Syndromes, Diagnosis and Prevention

Leptospira

Due to the broad spectrum of symptoms, such as fever, chills, headache, and myalgias, and similarity with other tropical illness, leptospirosis often remains largely underdiagnosed. For diagnosis, serological tests are commonly used, and the diagnostic performance of a serological test is mainly influenced by the antigen used. An ideal serological test should cover all serovars of pathogenic leptospires with high sensitivity and specificity and use reagents that are relatively inexpensive to produce and can be used in tropical climates.

For prevention, commercially available vaccines, including heat or chemically inactivated leptospires, named bacterins, provide serovar-specific protection against infection. The lack of serovar cross-protection in addition to the need for annual revaccination imposes a major limitation of whole-cell Leptospira vaccines.

Targets for Antibody or Vaccine Development

  • Lipopolysaccharides (LPS)

LPS are complex, amphipathic biomolecules that constitute the major surface component of Gram-negative bacteria Leptospire. The variations in the carbohydrate composition of LPS reflect the antigenic diversity among pathogenic leptospires. The protective immunity conferred by LPS as an immunogen is generally serovar specific. LPS are involved in host-adaption and also the target for antibody and vaccine development.

  • OmpL1 and LipL41

OmpL1 is a transmembrane protein while LipL41 is an outer membrane lipoprotein. Both proteins are surface-exposed. OmpL1 and LipL41 act synergistically to induce immunoprotection in the hamster model of leptospirosis, while neither of the individual proteins induces protective immunity. Although the mechanism of this synergistic protection remains to be solved, a steric hindrance of OmpL1 by LipL41 has been proposed.

  • LipL32/Hap-1

As one of the most abundant proteins, LipL32 is an outer membrane lipoprotein, which is conserved both genetically and immunologically in the various pathogenic leptospires. Also called haemolysis associated protein-1 (Hap-1), LipL32 antigen induces antibodies in patients with leptospirosis. A recombinant LipL32 antigen has good sensitivity and specificity when used in an ELISA for human leptospirosis IgG.

  • Leptospiral immunoglobulin-like (Lig) proteins

Lig proteins are surface exposed outer membrane proteins punctuated by tandem repeats of about 90 amino acids of bacterial Ig like domains.

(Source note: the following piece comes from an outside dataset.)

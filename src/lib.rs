//! Calculatrice en arbre : expressions textuelles -> arbre -> interprétation ou exécutable compilé.

pub mod noyau;

pub use noyau::{eval_expression, Compiled, Config, Error, Expression, Parser, Result};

LigA consists only of Ig-like domains, whereas LigB has an additional unique domain at the C terminus. Sera from human patients infected with different leptospiral serogroup strains reacted with Lig proteins. Studies suggest that Lig proteins could induce protective immunity against the challenge with strains of various leptospiral serovars.

References:

  1. Koizumi, N.; Watanabe. H. Leptospirosis vaccines: past, present, and future. J Postgrad Med. 2005, 51(3):210-4.
  2. Patra, K.P.; et al. Comparative analysis of lipopolysaccharides of pathogenic and intermediately pathogenic Leptospira species. BMC Microbiol. 2015, 15:244.